Since then, several scientists who signed the earlier letter to The Times have produced a scholarly article expected to be cited in a major report to Congress in the next session assessing all the risks children are exposed to in schools. The major recommendation of the article is: “The NYC asbestos in schools crisis will hopefully present the need to avoid unnecessary panic and the necessity of conveying good information to a concerned public.”
Members of the media are beginning, however belatedly, to take that responsibility seriously – and criticize their peers who do not. A voluminous series in The Los Angeles Times on Sept. 11-13 by David Shaw which asked, “Why Does the Media Make Life Seem So Risky?,” has forced many reporters to acknowledge their work has, all too often, been too sensational and not sufficiently skeptical.
John Stossel of ABC-TV, for example, who has produced two hour-long shows within the past year taking a closer look at the claims of “noble environmental groups,” admits to his earlier gullibility. “I’m embarrassed to say that it took me years to realize their data were often soft, if not absurd, and they had their own venal motives, to get on television, to get famous, to get more money,” Stossel told Shaw.
Jon Franklin, a former reporter for The Baltimore Sun who is now a professor of journalism at the University of Oregon – after winning two Pulitzer Prizes – has no need to apologize for his work. Back in 1982, Franklin, a veteran who had demonstrated as a student against the Dow Chemical Company, went after the Agent Orange story with, as he said, “the righteous fervor that is the armor of the crusading reporter.”
He found, however, the claims that the herbicide caused everything from cancer to birth defects “a myth,” but one that most reporters liked better than the facts. “They refused to look into it further,” he said, “It sickened me.” Today, Franklin says, “What we are seeing, in the press and our society, is nothing less than the deconstruction of the Enlightenment and its principal institution, science.”
One writer, Gary Taubes, has gone on the attack in an article, “The Power Line – Cancer Myth” in the November issue of The Atlantic Monthly in which he takes on Paul Brodeur of The New Yorker, the journalist primarily responsible for generating fear about electromagnetic fields (EMF) created by power lines. “To those scientists and biologists who understand the science,” Taubes wrote, “EMF cancer seems almost as implausible as, for instance, ESP (Extra-Sensory Perception) induced cancer.” Please copy, Washington Post superstition editor.
Brodeur, whose earlier work was responsible for generating asbestos hysteria, is urging property owners to sue electrical companies, not because they have been harmed but out of fear. To win such cases, John Ward, a Baltimore lawyer who appears with Brodeur says, “Requires only fear of public fear of EMF from power lines and proof that such fear diminishes the market value of property. The reasonableness of the public’s fear is deemed either established or irrelevant.”

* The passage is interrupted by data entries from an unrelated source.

use std::collections::HashMap;
use std::path::{Path, PathBuf};

use async_trait::async_trait;
use parking_lot::RwLock;

use crate::error::{Result, TelemetryError};

/// 键值存储 trait
///
/// 对应浏览器 localStorage 一类的外部持久化能力。
#[async_trait]
pub trait KeyValueStore: Send + Sync {
    async fn get(&self, key: &str) -> Result<Option<String>>;
    async fn set(&self, key: &str, value: String) -> Result<()>;
    async fn delete(&self, key: &str) -> Result<()>;
}

/// 内存存储实现
#[derive(Default)]
pub struct MemoryStore {
    inner: RwLock<HashMap<String, String>>,
}

impl MemoryStore {
    pub fn new() -> Self {
        Self {
            inner: RwLock::new(HashMap::new()),
        }
    }

    pub fn len(&self) -> usize {
        self.inner.read().len()
    }

    pub fn is_empty(&self) -> bool {
        self.inner.read().is_empty()
    }
}

#[async_trait]
impl KeyValueStore for MemoryStore {
    async fn get(&self, key: &str) -> Result<Option<String>> {
        Ok(self.inner.read().get(key).cloned())
    }

    async fn set(&self, key: &str, value: String) -> Result<()> {
        self.inner.write().insert(key.to_string(), value);
        Ok(())
    }

    async fn delete(&self, key: &str) -> Result<()> {
        self.inner.write().remove(key);
        Ok(())
    }
}

/// 文件存储实现：每个键一个 `<key>.json` 文件
///
/// 字母、数字、`-`、`_`、`.` 原样保留，其余字节编码为 `%XX`，不同的键不会落到同一个文件。
pub struct FileStore {
    root: PathBuf,
}

impl FileStore {
    pub fn new(root: impl Into<PathBuf>) -> Self {
        Self { root: root.into() }
    }

    pub fn root(&self) -> &Path {
        &self.root
    }

    fn path_for(&self, key: &str) -> PathBuf {
        self.root.join(format!("{}.json", encode_key(key)))
    }
}

fn encode_key(key: &str) -> String {
    let mut encoded = String::with_capacity(key.len());
    for byte in key.bytes() {
        if byte.is_ascii_alphanumeric() || matches!(byte, b'-' | b'_' | b'.') {
            encoded.push(char::from(byte));
        } else {
            encoded.push_str(&format!("%{byte:02X}"));
        }
    }
    encoded
}

#[async_trait]
impl KeyValueStore for FileStore {
    async fn get(&self, key: &str) -> Result<Option<String>> {
        match tokio::fs::read_to_string(self.path_for(key)).await {
            Ok(value) => Ok(Some(value)),
            Err(error) if error.kind() == std::io::ErrorKind::NotFound => Ok(None),
            Err(error) => Err(TelemetryError::Storage(error.to_string())),
        }
    }

    async fn set(&self, key: &str, value: String) -> Result<()> {
        tokio::fs::create_dir_all(&self.root).await?;
        tokio::fs::write(self.path_for(key), value).await?;
        Ok(())
    }

    async fn delete(&self, key: &str) -> Result<()> {
        match tokio::fs::remove_file(self.path_for(key)).await {
            Ok(()) => Ok(()),
            Err(error) if error.kind() == std::io::ErrorKind::NotFound => Ok(()),
            Err(error) => Err(error.into()),
        }
    }
}

#[cfg(feature = "redis-store")]
pub mod redis {
    use super::*;
    use redis::aio::MultiplexedConnection;
    use redis::AsyncCommands;

    fn storage_error(error: redis::RedisError) -> TelemetryError {
        TelemetryError::Storage(format!("redis: {error}"))
    }

    /// Redis 存储实现，可选键前缀用于多个部署共用一个实例
    pub struct RedisStore {
        client: redis::Client,
        namespace: Option<String>,
    }

    impl RedisStore {
        pub fn new(client: redis::Client) -> Self {
            Self {
                client,
                namespace: None,
            }
        }

        pub fn from_url(url: &str) -> Result<Self> {
            redis::Client::open(url).map(Self::new).map_err(storage_error)
        }

        pub fn with_namespace(mut self, namespace: impl Into<String>) -> Self {
            self.namespace = Some(namespace.into());
            self
        }

        fn full_key(&self, key: &str) -> String {
            match &self.namespace {
                Some(namespace) => format!("{namespace}:{key}"),
                None => key.to_string(),
            }
        }

        async fn connection(&self) -> Result<MultiplexedConnection> {
            self.client
                .get_multiplexed_async_connection()
                .await
                .map_err(storage_error)
        }
    }

    #[async_trait]
    impl KeyValueStore for RedisStore {
        async fn get(&self, key: &str) -> Result<Option<String>> {
            let mut conn = self.connection().await?;
            conn.get(self.full_key(key)).await.map_err(storage_error)
        }

        async fn set(&self, key: &str, value: String) -> Result<()> {
            let mut conn = self.connection().await?;
            let _: () = conn
                .set(self.full_key(key), value)
                .await
                .map_err(storage_error)?;
            Ok(())
        }

        async fn delete(&self, key: &str) -> Result<()> {
            let mut conn = self.connection().await?;
            let removed: usize = conn.del(self.full_key(key)).await.map_err(storage_error)?;
            tracing::debug!(key, removed, "redis key deleted");
            Ok(())
        }
    }
}

#[cfg(test)]
mod tests {
    use super::*;

    #[tokio::test]
    async fn memory_store_round_trip() -> Result<()> {
        let store = MemoryStore::new();
        store.set("a", "1".into()).await?;
        assert_eq!(store.get("a").await?, Some("1".to_string()));
        store.delete("a").await?;
        assert!(store.get("a").await?.is_none());
        assert!(store.is_empty());
        Ok(())
    }

    #[test]
    fn key_encoding_is_injective() {
        assert_eq!(encode_key("workflow-7-token-costs"), "workflow-7-token-costs");
        assert_eq!(encode_key("workflow/7"), "workflow%2F7");
        assert_eq!(encode_key("workflow%2F7"), "workflow%252F7");
        assert_ne!(encode_key("workflow/7"), encode_key("workflow_7"));
    }

    #[tokio::test]
    async fn file_store_keeps_similar_keys_apart() -> Result<()> {
        let dir = tempfile::tempdir()?;
        let store = FileStore::new(dir.path().join("state"));
        assert!(store.get("workflow-7-token-costs").await?.is_none());

        store.set("workflow/7", "{}".into()).await?;
        store.set("workflow_7", "[]".into()).await?;
        assert!(dir.path().join("state").join("workflow%2F7.json").exists());
        assert_eq!(store.get("workflow_7").await?, Some("[]".to_string()));
        assert_eq!(store.get("workflow/7").await?, Some("{}".to_string()));

        store.delete("workflow/7").await?;
        store.delete("workflow/7").await?;
        assert!(store.get("workflow/7").await?.is_none());
        Ok(())
    }
}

A similar doctrine has clogged the courts with 10,000 asbestos claims a year although no more than 600 people have ever died annually from asbestos. No proof of injury is needed to file, only fear caused by possible exposure. With so many cases pending, jury trials are impossible and companies have agreed to several billion dollars in claims settlements, to be paid out of increased insurance rates from the entire public. “The lawyers make the laws, and the first law the lawyers make is the lawyers shall be paid,” Federal Judge Jack Weinstein in forcing a settlement of Agent Orange claims before going on to manage asbestos cases. §
Michael J. Bennett is the author of The Asbestos Racket: An Environmental Parable, based on articles for The Detroit News nominated for a Pulitzer Prize.